• Prison officers restraining inmate David Dungay in the moments before his death. (NITV)Source: NITV
A court has been told that the situation was “frantic” as questions focus on resuscitation efforts.
Douglas Smith

5 Mar 2019 - 5:30 PM  UPDATED 5 Mar 2019 - 5:30 PM

A doctor who was involved in resuscitating an Indigenous man who died in custody has told a NSW coronial inquest he had never performed CPR on a person before.

David Dungay died in Long Bay Prison Hospital on December 29, 2015, just weeks before he was due to be released.

Five correctional officers forcibly transferred him to a camera-monitored cell after Mr Dungay, a diabetic, refused to stop eating a packet of biscuits.

The 26-year-old screamed “I can’t breathe” a dozen times before he was injected with a powerful sedative.

When he became unresponsive, medical staff took over and unsuccessfully attempted to resuscitate him.

A two-week inquest into the death began in July last year and ran behind schedule but resumed at the NSW Coroners Court in Sydney on Monday.

David Dungay inquest: Indigenous death in custody case resumes
The hearing into the death of 26-year-old Indigenous man David Dungay resumes after a six month break.

Trevor Ma, the psychiatric registrar on duty at the time of Dungay’s death in custody, described the situation as an “overwhelming experience”.

“If he would’ve cooperated with moving cell - that would have been an ideal outcome,” Dr Ma said.

Dr Ma told the inquest that he wished he “could’ve done better” and that “regrettably”, the delayed response to chest compressions on Mr Dungay minimised the effect of his resuscitation efforts.  

“It certainly wasn’t of a high standard,” he said about the CPR.

Mr Dungay's family members left court before a video of his death was shown, telling NITV that it was “distressing” and “felt like a knife in the heart.”

The video showed Mr Dungay being restrained by correctional officers, losing consciousness and going into cardiac arrest.

The footage also showed Dr Ma attempting to perform CPR on Mr Dungay with chest compressions while two registered nurses attempted to clear his airway.  

Dr Ma told the inquest that he had the most medical experience at the time of Mr Dungay’s death so he took charge.

“Mr Dungay was my patient, I feel like I had responsibility to lead the resuscitation,” he said.

“In hindsight, I clearly didn’t do that efficiently.”

“It was a pretty frantic situation.”

After he gave evidence on Tuesday, Dr Ma broke down in tears, prompting Coroner Derek Lee to call for a break in court proceedings.

Paul Sonntag, a nurse educator at Long Bay Hospital, told the court there was a “lack of assertiveness” by all medical staff involved.

“The CPR provided by the Justice Health Service was at a very poor standard,” he said.

David Dungay inquest: Medical team did 'our best' to revive him
The hearing into David Dungay’s death returned to court on Monday - more than six months after the initial hearing began.

Meanwhile at a budget estimates hearing, Corrective Services NSW Commissioner Peter Severin admitted just a few staff had recently begun physical training regarding the dangers of positional asphyxia.
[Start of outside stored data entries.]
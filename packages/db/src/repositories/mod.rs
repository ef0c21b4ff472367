//! Repository implementations for database operations.

mod checkpoint_repo;
mod job_repo;
mod journal_repo;
mod sequence_repo;

pub use checkpoint_repo::CheckpointRepository;
pub use job_repo::{JobQuery, JobRepository, StatusFilter};
pub use journal_repo::JournalRepository;
pub use sequence_repo::SequenceRepository;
"The physical training, where we actually take the staff through the physical aspects of the application of those techniques, has not commenced until very recently," Mr Severin told the legal affairs hearing.

Further quizzed on how many officers had received physical training, Mr Severin took the question on notice.

He said relevant officers had received some written advice concerning positional asphyxia "pretty much straight away" following Mr Dungay's death.

Greens MP and committee member David Shoebridge said the delay in providing adequate training suggests a "systematic failure" in the NSW prisons system.

"It's a matter of life and death and it hasn't been addressed," he said.